- [Problem]
Print the data below exactly, but only the lines from the one containing "self.headers.len()" down to the one containing "pub fn set_info(&mut", inclusive.

++++++

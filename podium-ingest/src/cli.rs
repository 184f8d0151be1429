//! Command-line parsing for the `podium-ingest` binary

use podium_core::{ConfigError, IngestConfig, QualificationStatus};
use std::path::PathBuf;

pub const USAGE: &str = "\
Usage: podium-ingest [--config PATH] [COMMAND]

Commands:
  run [--force] [--fresh]   Run the full ingestion if due (default command)
  correct NUMBER STATUS     Overwrite a team's status (world, regional, none)
  status                    Show checkpoint and last full-run time

Without --config, PODIUM_CONFIG names the TOML file; otherwise settings
come from PODIUM_* environment variables.";

#[derive(Debug, thiserror::Error, PartialEq, Eq)]
pub enum CliError {
    #[error("Missing value for {0}")]
    MissingValue(&'static str),
    #[error("Unknown argument: {0}")]
    UnknownArgument(String),
    #[error("Unknown command: {0}")]
    UnknownCommand(String),
    #[error("Usage requested")]
    Help,
}

#[derive(Debug, Clone, PartialEq, Eq)]
pub enum Command {
    Run { force: bool, fresh: bool },
    Correct { number: String, status: QualificationStatus },
    Status,
}

#[derive(Debug, Clone, PartialEq, Eq)]
pub struct Cli {
    pub config_path: Option<PathBuf>,
    pub command: Command,
}

impl Cli {
    /// Parse arguments (without the program name).
    pub fn parse<I>(args: I) -> Result<Self, CliError>
    where
        I: IntoIterator<Item = String>,
    {
        let mut args = args.into_iter();
        let mut config_path = None;
        let mut positional = Vec::new();
        let mut force = false;
        let mut fresh = false;

        while let Some(arg) = args.next() {
            match arg.as_str() {
                "--config" => {
                    let path = args.next().ok_or(CliError::MissingValue("--config"))?;
                    config_path = Some(PathBuf::from(path));
                }
                "--force" => force = true,
                "--fresh" => fresh = true,
                "-h" | "--help" => return Err(CliError::Help),
                flag if flag.starts_with("--") => {
                    return Err(CliError::UnknownArgument(flag.to_string()))
                }
                _ => positional.push(arg),
            }
        }

        let mut positional = positional.into_iter();
        let command = match positional.next().as_deref() {
            None | Some("run") => Command::Run { force, fresh },
            Some("correct") => {
                let number = positional.next().ok_or(CliError::MissingValue("NUMBER"))?;
                let status = positional.next().ok_or(CliError::MissingValue("STATUS"))?;
                Command::Correct {
                    number,
                    status: QualificationStatus::from_admin_label(&status),
                }
            }
            Some("status") => Command::Status,
            Some(other) => return Err(CliError::UnknownCommand(other.to_string())),
        };

        if let Some(extra) = positional.next() {
            return Err(CliError::UnknownArgument(extra));
        }

        Ok(Self {
            config_path,
            command,
        })
    }

    /// Load configuration from `--config`, then `PODIUM_CONFIG`, then the
    /// environment.
    pub fn load_config(&self) -> Result<IngestConfig, ConfigError> {
        let path = self
            .config_path
            .clone()
            .or_else(|| std::env::var("PODIUM_CONFIG").ok().map(PathBuf::from));
        match path {
            Some(path) => IngestConfig::from_path(&path),
            None => Ok(IngestConfig::from_env()),
        }
    }
}
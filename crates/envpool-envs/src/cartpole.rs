//! CartPole classic control environment.

use crate::discrete_action;
use envpool::spaces::{Box as BoxSpace, Discrete, DynSpace};
use envpool::{EnvConfig, EnvError, EnvRng, EnvSpec, PoolEnv, SlotWriter};
use ndarray::ArrayViewD;
use rand::Rng;
use serde::{Deserialize, Serialize};
use std::f32::consts::PI;

/// CartPole configuration
#[derive(Clone, Debug, PartialEq, Serialize, Deserialize)]
#[serde(default)]
pub struct CartPoleConfig {
    /// Episode length cap enforced by the pool
    pub max_episode_steps: u32,
    /// Push strength in newtons
    pub force_mag: f32,
}

impl Default for CartPoleConfig {
    fn default() -> Self {
        Self {
            max_episode_steps: 500,
            force_mag: 10.0,
        }
    }
}

impl CartPoleConfig {
    pub fn with_max_episode_steps(mut self, steps: u32) -> Self {
        self.max_episode_steps = steps;
        self
    }

    pub fn with_force_mag(mut self, force_mag: f32) -> Self {
        self.force_mag = force_mag;
        self
    }
}

/// CartPole environment
///
/// A pole is attached to a cart on a frictionless track. The goal
/// is to balance the pole by applying forces to the cart.
///
/// Observation: [cart_pos, cart_vel, pole_angle, pole_vel]
/// Action: 0 = push left, 1 = push right
pub struct CartPole {
    // Physics constants
    gravity: f32,
    mass_pole: f32,
    total_mass: f32,
    length: f32, // half-pole length
    pole_mass_length: f32,
    force_mag: f32,
    tau: f32, // timestep

    // Thresholds
    theta_threshold: f32,
    x_threshold: f32,

    // State
    state: [f32; 4], // x, x_dot, theta, theta_dot
    reward: f32,
    terminated: bool,
}

impl CartPole {
    /// Create a new CartPole environment
    pub fn new(config: &CartPoleConfig) -> Self {
        let mass_cart = 1.0;
        let mass_pole = 0.1;
        let length = 0.5;

        Self {
            gravity: 9.8,
            mass_pole,
            total_mass: mass_cart + mass_pole,
            length,
            pole_mass_length: mass_pole * length,
            force_mag: config.force_mag,
            tau: 0.02,
            theta_threshold: 12.0 * 2.0 * PI / 360.0, // 12 degrees
            x_threshold: 2.4,
            state: [0.0; 4],
            reward: 0.0,
            terminated: false,
        }
    }

    pub fn spec(config: &CartPoleConfig) -> EnvSpec {
        EnvSpec::new(
            "cartpole",
            // Observation bounds (loosely)
            DynSpace::Box(BoxSpace::uniform(&[4], -4.8, 4.8)),
            DynSpace::Discrete(Discrete::new(2)),
        )
        .with_config(EnvConfig::default().with_max_episode_steps(config.max_episode_steps))
    }

    /// Current `[x, x_dot, theta, theta_dot]`
    pub fn state(&self) -> [f32; 4] {
        self.state
    }

    fn is_terminal(&self) -> bool {
        let x = self.state[0];
        let theta = self.state[2];

        x.abs() > self.x_threshold || theta.abs() > self.theta_threshold
    }
}

impl Default for CartPole {
    fn default() -> Self {
        Self::new(&CartPoleConfig::default())
    }
}

impl PoolEnv for CartPole {
    fn reset(&mut self, rng: &mut EnvRng) -> Result<(), EnvError> {
        // Initialize state randomly in [-0.05, 0.05]
        for v in self.state.iter_mut() {
            *v = rng.gen_range(-0.05..0.05);
        }
        self.reward = 0.0;
        self.terminated = false;
        Ok(())
    }

    fn step(&mut self, _rng: &mut EnvRng, action: ArrayViewD<'_, f32>) -> Result<(), EnvError> {
        let [x, x_dot, theta, theta_dot] = self.state;

        // Apply force
        let force = if discrete_action(action)? == 1 {
            self.force_mag
        } else {
            -self.force_mag
        };

        // Physics simulation
        let cos_theta = theta.cos();
        let sin_theta = theta.sin();

        let temp = (force + self.pole_mass_length * theta_dot * theta_dot * sin_theta) / self.total_mass;
        let theta_acc = (self.gravity * sin_theta - cos_theta * temp)
            / (self.length * (4.0 / 3.0 - self.mass_pole * cos_theta * cos_theta / self.total_mass));
        let x_acc = temp - self.pole_mass_length * theta_acc * cos_theta / self.total_mass;

        // Euler integration
        self.state = [
            x + self.tau * x_dot,
            x_dot + self.tau * x_acc,
            theta + self.tau * theta_dot,
            theta_dot + self.tau * theta_acc,
        ];
        if self.state.iter().any(|v| !v.is_finite()) {
            return Err(EnvError::Diverged(format!("cartpole state {:?}", self.state)));
        }

        self.terminated = self.is_terminal();
        self.reward = if self.terminated { 0.0 } else { 1.0 };
        Ok(())
    }

    fn is_done(&self) -> bool {
        self.terminated
    }

    fn emit_state(&self, slot: &mut SlotWriter<'_>) {
        slot.obs_mut().copy_from_slice(&self.state);
        slot.set_reward(self.reward);
    }
}

#[cfg(test)]
mod tests {
    use super::*;
    use ndarray::{ArrayD, IxDyn};
    use rand::SeedableRng;

    fn push(env: &mut CartPole, rng: &mut EnvRng, a: usize) {
        let action = ArrayD::from_elem(IxDyn(&[1]), a as f32);
        env.step(rng, action.view()).unwrap();
    }

    #[test]
    fn test_cartpole_reset() {
        let mut env = CartPole::default();
        let mut rng = EnvRng::seed_from_u64(42);
        env.reset(&mut rng).unwrap();

        assert!(env.state().iter().all(|v| v.abs() <= 0.05));
        assert!(!env.is_done());
    }

    #[test]
    fn test_cartpole_step() {
        let mut env = CartPole::default();
        let mut rng = EnvRng::seed_from_u64(42);
        env.reset(&mut rng).unwrap();

        push(&mut env, &mut rng, 1);
        assert_eq!(env.reward, 1.0); // Should get reward if not terminated
        assert!(env.state()[1] > 0.0);
    }

    #[test]
    fn test_constant_push_terminates() {
        let mut env = CartPole::default();
        let mut rng = EnvRng::seed_from_u64(0);
        env.reset(&mut rng).unwrap();

        let mut steps = 0;
        while !env.is_done() {
            push(&mut env, &mut rng, 1);
            steps += 1;
            assert!(steps < 200, "pole never fell");
        }
        assert_eq!(env.reward, 0.0);
    }

    #[test]
    fn test_cartpole_determinism() {
        let mut env1 = CartPole::default();
        let mut env2 = CartPole::default();
        let mut rng1 = EnvRng::seed_from_u64(42);
        let mut rng2 = EnvRng::seed_from_u64(42);

        env1.reset(&mut rng1).unwrap();
        env2.reset(&mut rng2).unwrap();

        for _ in 0..10 {
            push(&mut env1, &mut rng1, 1);
            push(&mut env2, &mut rng2, 1);
            assert_eq!(env1.state(), env2.state());
        }
    }

    #[test]
    fn test_spec_carries_episode_cap() {
        let spec = CartPole::spec(&CartPoleConfig::default().with_max_episode_steps(200));
        assert_eq!(spec.config.max_episode_steps, Some(200));
        assert_eq!(spec.obs_size(), 4);
    }
}
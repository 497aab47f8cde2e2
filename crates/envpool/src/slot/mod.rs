//! Slot buffers.
//!
//! Every environment instance owns one slot: a fixed region of the pool's
//! observation and info buffers plus a small header. The worker executing the
//! instance writes it through a [`SlotWriter`]; after `recv` the consumer
//! reads it in place through a [`SlotView`], without copying.

mod buffer;

use crate::spec::EnvSpec;
use buffer::HeapBuffer;
use ndarray::{ArrayViewD, ArrayViewMutD, IxDyn};
use std::cell::UnsafeCell;

/// Scalar part of a slot, written by the pool around `emit_state`.
#[derive(Clone, Debug, Default)]
pub(crate) struct SlotHeader {
    pub(crate) env_id: usize,
    pub(crate) reward: f32,
    pub(crate) terminated: bool,
    pub(crate) truncated: bool,
    pub(crate) elapsed_step: u32,
    pub(crate) generation: u64,
    pub(crate) episode_return: f32,
    pub(crate) error: Option<String>,
}

/// Storage for all slots of a pool.
pub(crate) struct SlotArena {
    obs: HeapBuffer,
    info: HeapBuffer,
    headers: Box<[UnsafeCell<SlotHeader>]>,
    obs_shape: Vec<usize>,
    obs_size: usize,
    info_keys: Vec<&'static str>,
}

// SAFETY: a slot is only touched by the worker holding its instance in
// `Running`, or read by the consumer while the instance is `Idle`.
unsafe impl Sync for SlotArena {}

impl SlotArena {
    pub(crate) fn new(num_envs: usize, spec: &EnvSpec) -> Self {
        let obs_size = spec.obs_size();
        let info_len = spec.info_keys.len();
        let headers = (0..num_envs)
            .map(|env_id| {
                UnsafeCell::new(SlotHeader {
                    env_id,
                    ..Default::default()
                })
            })
            .collect();
        Self {
            obs: HeapBuffer::new(num_envs * obs_size),
            info: HeapBuffer::new(num_envs * info_len),
            headers,
            obs_shape: spec.obs_shape().to_vec(),
            obs_size,
            info_keys: spec.info_keys.to_vec(),
        }
    }

    pub(crate) fn num_slots(&self) -> usize {
        self.headers.len()
    }

    /// # Safety
    /// The caller must have exclusive access to slot `env_id` while the
    /// writer is alive.
    pub(crate) unsafe fn writer(&self, env_id: usize) -> SlotWriter<'_> {
        let info_len = self.info_keys.len();
        SlotWriter {
            obs: self.obs.slice_mut(env_id * self.obs_size, self.obs_size),
            obs_shape: &self.obs_shape,
            info: self.info.slice_mut(env_id * info_len, info_len),
            info_keys: &self.info_keys,
            header: &mut *self.headers[env_id].get(),
        }
    }

    /// # Safety
    /// Slot `env_id` must not be written while the view is alive.
    pub(crate) unsafe fn view(&self, env_id: usize) -> SlotView<'_> {
        let info_len = self.info_keys.len();
        SlotView {
            obs: self.obs.slice(env_id * self.obs_size, self.obs_size),
            obs_shape: &self.obs_shape,
            info: self.info.slice(env_id * info_len, info_len),
            info_keys: &self.info_keys,
            header: &*self.headers[env_id].get(),
        }
    }
}

/// Write access to one slot, handed to [`PoolEnv::emit_state`](crate::PoolEnv::emit_state).
///
/// Observation and info fields arrive zero-filled.
#[derive(Debug)]
pub struct SlotWriter<'a> {
    obs: &'a mut [f32],
    obs_shape: &'a [usize],
    info: &'a mut [f32],
    info_keys: &'a [&'static str],
    header: &'a mut SlotHeader,
}

impl<'a> SlotWriter<'a> {
    /// Id of the instance owning this slot
    pub fn env_id(&self) -> usize {
        self.header.env_id
    }

    /// Observation tensor, shaped like the observation space
    pub fn observation_mut(&mut self) -> ArrayViewMutD<'_, f32> {
        ArrayViewMutD::from_shape(IxDyn(self.obs_shape), &mut *self.obs)
            .expect("slot length matches observation shape")
    }

    /// Observation as a flat slice
    pub fn obs_mut(&mut self) -> &mut [f32] {
        &mut *self.obs
    }

    /// Set the (unscaled) reward for this result
    pub fn set_reward(&mut self, reward: f32) {
        self.header.reward = reward;
    }

    /// Set a declared info field; returns false if `key` was not declared
    pub fn set_info(&mut self, key: &str, value: f32) -> bool {
        match self.info_keys.iter().position(|k| *k == key) {
            Some(idx) => {
                self.info[idx] = value;
                true
            }
            None => {
                tracing::debug!(key, "ignoring undeclared info field");
                false
            }
        }
    }

    pub(crate) fn clear(&mut self) {
        self.obs.fill(0.0);
        self.info.fill(0.0);
        self.header.reward = 0.0;
        self.header.terminated = false;
        self.header.truncated = false;
        self.header.error = None;
    }

    pub(crate) fn header_mut(&mut self) -> &mut SlotHeader {
        &mut *self.header
    }
}

/// Read-only snapshot of one instance's latest result.
///
/// Borrowed from the pool through a [`Batch`](crate::Batch); it stays valid
/// until the pool is sent new actions.
#[derive(Clone, Copy, Debug)]
pub struct SlotView<'a> {
    obs: &'a [f32],
    obs_shape: &'a [usize],
    info: &'a [f32],
    info_keys: &'a [&'static str],
    header: &'a SlotHeader,
}

impl<'a> SlotView<'a> {
    /// Id of the instance this result belongs to
    pub fn env_id(&self) -> usize {
        self.header.env_id
    }

    /// Observation tensor, zero-copy
    pub fn observation(&self) -> ArrayViewD<'a, f32> {
        ArrayViewD::from_shape(IxDyn(self.obs_shape), self.obs)
            .expect("slot length matches observation shape")
    }

    /// Observation as a flat slice
    pub fn obs(&self) -> &'a [f32] {
        self.obs
    }

    /// Reward after the environment's reward scale
    pub fn reward(&self) -> f32 {
        self.header.reward
    }

    /// Episode ended by the environment
    pub fn terminated(&self) -> bool {
        self.header.terminated
    }

    /// Episode cut by the episode length cap
    pub fn truncated(&self) -> bool {
        self.header.truncated
    }

    /// Episode is over; the next action for this id starts a new one
    pub fn done(&self) -> bool {
        self.header.terminated || self.header.truncated || self.header.error.is_some()
    }

    /// Steps taken in the current episode; 0 right after a reset
    pub fn elapsed_step(&self) -> u32 {
        self.header.elapsed_step
    }

    /// Number of results this instance has produced so far
    pub fn generation(&self) -> u64 {
        self.header.generation
    }

    /// Sum of rewards in the current episode
    pub fn episode_return(&self) -> f32 {
        self.header.episode_return
    }

    /// Value of a declared info field
    pub fn info(&self, key: &str) -> Option<f32> {
        self.info_keys
            .iter()
            .position(|k| *k == key)
            .map(|idx| self.info[idx])
    }

    /// All info fields in declaration order
    pub fn infos(&self) -> &'a [f32] {
        self.info
    }

    /// Fault raised by the environment while producing this result
    pub fn error(&self) -> Option<&'a str> {
        self.header.error.as_deref()
    }
}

++++++

- [Response to the exercise]
        self.headers.len()
    }

    /// # Safety
    /// The caller must have exclusive access to slot `env_id` while the
    /// writer is alive.
    pub(crate) unsafe fn writer(&self, env_id: usize) -> SlotWriter<'_> {
        let info_len = self.info_keys.len();
        SlotWriter {
            obs: self.obs.slice_mut(env_id * self.obs_size, self.obs_size),
            obs_shape: &self.obs_shape,
            info: self.info.slice_mut(env_id * info_len, info_len),
            info_keys: &self.info_keys,
            header: &mut *self.headers[env_id].get(),
        }
    }

    /// # Safety
    /// Slot `env_id` must not be written while the view is alive.
    pub(crate) unsafe fn view(&self, env_id: usize) -> SlotView<'_> {
        let info_len = self.info_keys.len();
        SlotView {
            obs: self.obs.slice(env_id * self.obs_size, self.obs_size),
            obs_shape: &self.obs_shape,
            info: self.info.slice(env_id * info_len, info_len),
            info_keys: &self.info_keys,
            header: &*self.headers[env_id].get(),
        }
    }
}

/// Write access to one slot, handed to [`PoolEnv::emit_state`](crate::PoolEnv::emit_state).
///
/// Observation and info fields arrive zero-filled.
#[derive(Debug)]
pub struct SlotWriter<'a> {
    obs: &'a mut [f32],
    obs_shape: &'a [usize],
    info: &'a mut [f32],
    info_keys: &'a [&'static str],
    header: &'a mut SlotHeader,
}

impl<'a> SlotWriter<'a> {
    /// Id of the instance owning this slot
    pub fn env_id(&self) -> usize {
        self.header.env_id
    }

    /// Observation tensor, shaped like the observation space
    pub fn observation_mut(&mut self) -> ArrayViewMutD<'_, f32> {
        ArrayViewMutD::from_shape(IxDyn(self.obs_shape), &mut *self.obs)
            .expect("slot length matches observation shape")
    }

    /// Observation as a flat slice
    pub fn obs_mut(&mut self) -> &mut [f32] {
        &mut *self.obs
    }

    /// Set the (unscaled) reward for this result
    pub fn set_reward(&mut self, reward: f32) {
        self.header.reward = reward;
    }

    /// Set a declared info field; returns false if `key` was not declared
    pub fn set_info(&mut self, key: &str, value: f32) -> bool {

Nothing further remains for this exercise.